Je m'aperçois que votre logiciel de mise à jour des documents empruntés fonctionne à
merveille et qu'il a même pondu ce courrier indigeste et d'une sécheresse affligeante, « nous
constatons qu'à ce jour le document emprunté le 25 septembre 2010 à la Médiathèque Amikuze n'a
toujours pas été restitué, et ce malgré nos nombreux rappels ».

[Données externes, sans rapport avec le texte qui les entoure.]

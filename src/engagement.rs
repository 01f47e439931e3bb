//! The engagement composer: enriches stored records with derived social
//! fields (owner profile, like/comment counts, viewer flags) before they are
//! served.
//!
//! Each join input is fetched in one batched query, then stitched together by
//! pure functions so the shaping logic is testable without a database.

use std::collections::{HashMap, HashSet};

use crate::error::ApiResult;
use crate::models::{ChannelProfile, Comment, CommentView, OwnerSummary, User, Video, VideoView};
use crate::store;

/// Everything needed to enrich a batch of videos or comments, fetched up
/// front. `viewer_likes` and `viewer_subs` stay empty for anonymous viewers,
/// which makes every flag compose to false.
#[derive(Debug, Default)]
pub struct EngagementContext {
    pub owners: HashMap<String, OwnerSummary>,
    pub like_counts: HashMap<String, u64>,
    pub comment_counts: HashMap<String, u64>,
    pub reply_counts: HashMap<String, u64>,
    pub viewer_likes: HashSet<String>,
    pub viewer_subs: HashSet<String>,
}

fn deleted_owner(owner_id: &str) -> OwnerSummary {
    OwnerSummary {
        id: owner_id.to_string(),
        username: "deleted".into(),
        full_name: "Deleted User".into(),
        avatar_url: None,
        subscribers_count: None,
    }
}

/// Pure join: video + context → client view. Untouched videos compose to
/// zero counts, never an error.
pub fn compose_video_view(video: &Video, ctx: &EngagementContext) -> VideoView {
    let key = video.key();
    let owner = ctx
        .owners
        .get(&video.owner_id)
        .cloned()
        .unwrap_or_else(|| deleted_owner(&video.owner_id));

    VideoView {
        id: key.clone(),
        title: video.title.clone(),
        description: video.description.clone(),
        video_url: video.video_url.clone(),
        thumbnail_url: video.thumbnail_url.clone(),
        duration: video.duration,
        views: video.views,
        is_published: video.is_published,
        category: video.category.clone(),
        tags: video.tags.clone(),
        created_at: video.created_at,
        is_subscribed: ctx.viewer_subs.contains(&video.owner_id),
        owner,
        likes_count: ctx.like_counts.get(&key).copied().unwrap_or(0),
        comments_count: ctx.comment_counts.get(&key).copied().unwrap_or(0),
        is_liked: ctx.viewer_likes.contains(&key),
    }
}

/// Pure join for comments; `reply_counts` is keyed by parent comment id.
pub fn compose_comment_view(comment: &Comment, ctx: &EngagementContext) -> CommentView {
    let key = comment.key();
    let owner = ctx
        .owners
        .get(&comment.owner_id)
        .cloned()
        .unwrap_or_else(|| deleted_owner(&comment.owner_id));

    CommentView {
        id: key.clone(),
        content: comment.content.clone(),
        video_id: comment.video_id.clone(),
        parent_id: comment.parent_id.clone(),
        created_at: comment.created_at,
        updated_at: comment.updated_at,
        owner,
        likes_count: ctx.like_counts.get(&key).copied().unwrap_or(0),
        replies_count: ctx.reply_counts.get(&key).copied().unwrap_or(0),
        is_liked: ctx.viewer_likes.contains(&key),
    }
}

fn owner_summaries(
    owners: Vec<User>,
    subscriber_counts: &HashMap<String, u64>,
) -> HashMap<String, OwnerSummary> {
    owners
        .into_iter()
        .map(|u| {
            let key = u.key();
            let mut summary = u.owner_summary();
            summary.subscribers_count = Some(subscriber_counts.get(&key).copied().unwrap_or(0));
            (key, summary)
        })
        .collect()
}

/// Enrich a batch of videos for an optional viewer.
pub async fn enrich_videos(videos: &[Video], viewer: Option<&str>) -> ApiResult<Vec<VideoView>> {
    if videos.is_empty() {
        return Ok(Vec::new());
    }

    let video_ids: Vec<String> = videos.iter().map(|v| v.key()).collect();
    let mut owner_ids: Vec<String> = videos.iter().map(|v| v.owner_id.clone()).collect();
    owner_ids.sort();
    owner_ids.dedup();

    let owners = store::users::fetch_many(owner_ids.clone()).await?;
    let subscriber_counts = store::subscriptions::counts_for_channels(owner_ids.clone()).await?;
    let like_counts = store::likes::counts_for("video", video_ids.clone()).await?;
    let comment_counts = store::comments::counts_for_videos(video_ids.clone()).await?;

    let (viewer_likes, viewer_subs) = match viewer {
        Some(viewer_id) => (
            store::likes::liked_set(viewer_id, "video", video_ids).await?,
            store::subscriptions::subscribed_set(viewer_id, owner_ids).await?,
        ),
        None => (HashSet::new(), HashSet::new()),
    };

    let ctx = EngagementContext {
        owners: owner_summaries(owners, &subscriber_counts),
        like_counts,
        comment_counts,
        reply_counts: HashMap::new(),
        viewer_likes,
        viewer_subs,
    };

    Ok(videos.iter().map(|v| compose_video_view(v, &ctx)).collect())
}

pub async fn enrich_video(video: &Video, viewer: Option<&str>) -> ApiResult<VideoView> {
    let mut views = enrich_videos(std::slice::from_ref(video), viewer).await?;
    Ok(views.remove(0))
}

/// Enrich a batch of comments for an optional viewer.
pub async fn enrich_comments(
    comments: &[Comment],
    viewer: Option<&str>,
) -> ApiResult<Vec<CommentView>> {
    if comments.is_empty() {
        return Ok(Vec::new());
    }

    let comment_ids: Vec<String> = comments.iter().map(|c| c.key()).collect();
    let mut owner_ids: Vec<String> = comments.iter().map(|c| c.owner_id.clone()).collect();
    owner_ids.sort();
    owner_ids.dedup();

    let owners = store::users::fetch_many(owner_ids).await?;
    let like_counts = store::likes::counts_for("comment", comment_ids.clone()).await?;
    let reply_counts = store::comments::reply_counts(comment_ids.clone()).await?;

    let viewer_likes = match viewer {
        Some(viewer_id) => store::likes::liked_set(viewer_id, "comment", comment_ids).await?,
        None => HashSet::new(),
    };

    let ctx = EngagementContext {
        owners: owner_summaries(owners, &HashMap::new()),
        like_counts,
        comment_counts: HashMap::new(),
        reply_counts,
        viewer_likes,
        viewer_subs: HashSet::new(),
    };

    Ok(comments
        .iter()
        .map(|c| compose_comment_view(c, &ctx))
        .collect())
}

/// Channel page: public profile plus subscription counts and viewer flag.
pub async fn channel_profile(channel: &User, viewer: Option<&str>) -> ApiResult<ChannelProfile> {
    let channel_id = channel.key();
    let subscribers_count = store::subscriptions::subscriber_count(&channel_id).await?;
    let subscribed_to_count = store::subscriptions::subscribed_to_count(&channel_id).await?;
    let is_subscribed = match viewer {
        Some(viewer_id) => store::subscriptions::find(viewer_id, &channel_id)
            .await?
            .is_some(),
        None => false,
    };

    Ok(ChannelProfile {
        id: channel_id,
        username: channel.username.clone(),
        full_name: channel.full_name.clone(),
        avatar_url: channel.avatar_url.clone(),
        cover_url: channel.cover_url.clone(),
        subscribers_count,
        subscribed_to_count,
        is_subscribed,
    })
}

#[cfg(test)]
mod tests {
    use super::*;
    use chrono::Utc;
    use surrealdb::RecordId;

    fn video(key: &str, owner: &str) -> Video {
        Video {
            id: RecordId::from_table_key("video", key),
            title: "A title".into(),
            description: "words".into(),
            video_url: "http://cdn/v.mp4".into(),
            video_public_id: "v".into(),
            thumbnail_url: "http://cdn/t.jpg".into(),
            thumbnail_public_id: "t".into(),
            duration: 12.5,
            views: 3,
            is_published: true,
            owner_id: owner.into(),
            category: None,
            tags: vec![],
            created_at: Utc::now(),
            updated_at: Utc::now(),
        }
    }

    fn owner(id: &str) -> OwnerSummary {
        OwnerSummary {
            id: id.into(),
            username: "alice".into(),
            full_name: "Alice".into(),
            avatar_url: None,
            subscribers_count: Some(7),
        }
    }

    #[test]
    fn zero_engagement_composes_to_zero_counts() {
        let ctx = EngagementContext {
            owners: HashMap::from([("u1".to_string(), owner("u1"))]),
            ..Default::default()
        };
        let view = compose_video_view(&video("v1", "u1"), &ctx);
        assert_eq!(view.likes_count, 0);
        assert_eq!(view.comments_count, 0);
        assert!(!view.is_liked);
        assert!(!view.is_subscribed);
        assert_eq!(view.owner.username, "alice");
    }

    #[test]
    fn anonymous_viewer_flags_stay_false() {
        let ctx = EngagementContext {
            owners: HashMap::from([("u1".to_string(), owner("u1"))]),
            like_counts: HashMap::from([("v1".to_string(), 42)]),
            comment_counts: HashMap::from([("v1".to_string(), 9)]),
            // Empty viewer sets model an unauthenticated request.
            ..Default::default()
        };
        let view = compose_video_view(&video("v1", "u1"), &ctx);
        assert_eq!(view.likes_count, 42);
        assert_eq!(view.comments_count, 9);
        assert!(!view.is_liked);
        assert!(!view.is_subscribed);
    }

    #[test]
    fn viewer_flags_come_from_membership_sets() {
        let ctx = EngagementContext {
            owners: HashMap::from([("u1".to_string(), owner("u1"))]),
            like_counts: HashMap::from([("v1".to_string(), 1)]),
            viewer_likes: HashSet::from(["v1".to_string()]),
            viewer_subs: HashSet::from(["u1".to_string()]),
            ..Default::default()
        };
        let view = compose_video_view(&video("v1", "u1"), &ctx);
        assert!(view.is_liked);
        assert!(view.is_subscribed);

        let other = compose_video_view(&video("v2", "u2"), &ctx);
        assert!(!other.is_liked);
        assert!(!other.is_subscribed);
    }

    #[test]
    fn missing_owner_falls_back_to_deleted_placeholder() {
        let ctx = EngagementContext::default();
        let view = compose_video_view(&video("v1", "gone"), &ctx);
        assert_eq!(view.owner.username, "deleted");
        assert_eq!(view.owner.id, "gone");
    }

    #[test]
    fn comment_view_uses_reply_counts() {
        let comment = Comment {
            id: RecordId::from_table_key("comment", "c1"),
            content: "nice".into(),
            video_id: "v1".into(),
            owner_id: "u1".into(),
            parent_id: None,
            created_at: Utc::now(),
            updated_at: Utc::now(),
        };
        let ctx = EngagementContext {
            owners: HashMap::from([("u1".to_string(), owner("u1"))]),
            like_counts: HashMap::from([("c1".to_string(), 5)]),
            reply_counts: HashMap::from([("c1".to_string(), 2)]),
            viewer_likes: HashSet::from(["c1".to_string()]),
            ..Default::default()
        };
        let view = compose_comment_view(&comment, &ctx);
        assert_eq!(view.likes_count, 5);
        assert_eq!(view.replies_count, 2);
        assert!(view.is_liked);
    }
}
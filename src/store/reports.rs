use crate::db::DB;
use crate::error::{is_unique_violation, ApiError, ApiResult};
use crate::models::{NewReport, Report, ReportTarget};
use crate::pagination::PageParams;

use super::{new_key, take_count, CountRow, REPORT};

pub async fn find(reporter_id: &str, target: &ReportTarget) -> ApiResult<Option<Report>> {
    let mut resp = DB
        .query(
            "SELECT * FROM report WHERE reporter_id = $reporter \
             AND target_kind = $kind AND target_id = $target LIMIT 1",
        )
        .bind(("reporter", reporter_id.to_string()))
        .bind(("kind", target.kind().to_string()))
        .bind(("target", target.target_id().to_string()))
        .await?;
    Ok(resp.take(0)?)
}

/// One report per (reporter, target); a second attempt is a 409.
pub async fn create(new: NewReport) -> ApiResult<Report> {
    if find(&new.reporter_id, &new.target).await?.is_some() {
        return Err(ApiError::Conflict(
            "you have already reported this item".into(),
        ));
    }

    let created: Option<Report> = DB
        .create((REPORT, new_key()))
        .content(new)
        .await
        .map_err(|e| {
            if is_unique_violation(&e) {
                ApiError::Conflict("you have already reported this item".into())
            } else {
                ApiError::Database(e)
            }
        })?;

    created.ok_or_else(|| ApiError::Internal("report insert returned nothing".into()))
}

pub async fn list_by_reporter(
    reporter_id: &str,
    page: PageParams,
) -> ApiResult<(Vec<Report>, u64)> {
    let mut resp = DB
        .query(format!(
            "SELECT * FROM report WHERE reporter_id = $reporter \
             ORDER BY created_at DESC LIMIT {} START {}",
            page.limit,
            page.skip()
        ))
        .query("SELECT count() FROM report WHERE reporter_id = $reporter GROUP ALL")
        .bind(("reporter", reporter_id.to_string()))
        .await?;
    let reports: Vec<Report> = resp.take(0)?;
    let counts: Vec<CountRow> = resp.take(1)?;
    Ok((reports, take_count(counts)))
}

Aviez-vous oublié que vous vous adressiez à un être sensible qui vous a emprunté, pour le
lire, un roman avec lequel il songeait s'évader de l'univers médiocre des machines automatiques qui
rédigent automatiquement des lettres automatiques aux lecteurs étourdis ? Aviez-vous oublié que
c'est vous qui me l'aviez conseillé, Le Grand Passage, « pour sortir de votre quotidien ah oui... vous
n'allez pas être déçu, c'est une épopée géniale, un voyage dans les montagnes, vous aimez les
montagnes ? Moi j'adore, je vais souvent dans les Pyrénées, pas vous ? Il y a Billy et une louve vous
verrez c'est fantastique, on ne le lâche pas, et puis ce style, cette cadence qu'il a Mac Carthy, vous
verrez, il sait rendre son histoire extrêmement vivante. Les montagnes comptent presque autant que
les personnages, elles sont comme un personnage du roman »

Perso je déteste les montagnes, ça grimpe à n'en plus finir, on transpire, ça flanque des coups
de soleil sur le nez et pire que tout on y rencontre des randonneurs. La dernière fois que j'y suis allé
je suis rentré avec des ampoules monumentales, j'ai marché une semaine comme si je chaussais du
36 et je ne vous dis rien de ma colique carabinée. Vous m'en reparlerez de l'eau des montagnes !
Mais je ne voulais pas rompre votre enthousiasme, on aurait dit que c'était vous qui l'aviez
écrit ce livre. Je vous écoutais retracer votre lecture à grands traits, mêlant vos sentiments du
moment et votre envie de les faire partager. Et voilà maintenant que vous traitez ce chef d’œuvre de
« document emprunté », non mais, où est passée votre passion ?

Et puis moi où suis-je passé dans ces lignes ? Je suis réduit à un « monsieur, madame »
même pas lecteur, lectrice, qui aurait eu le petit mérite de me faire vivre un peu comme celui qui a
fait l'expérience de ce livre, d'exister, de montrer qu'un livre n'est pas un « document » comme un
autre, mais qu'on aime un livre, qu'on y met ses espoirs, son envie, ses désirs, ses craintes,
ses passions. J'ai eu peur avec Billy lors de sa traque ! Savez-vous que j'étais essoufflé dans la
montagne avec lui et que dans le combat de chiens je me suis mordu la lèvre ? Au sang.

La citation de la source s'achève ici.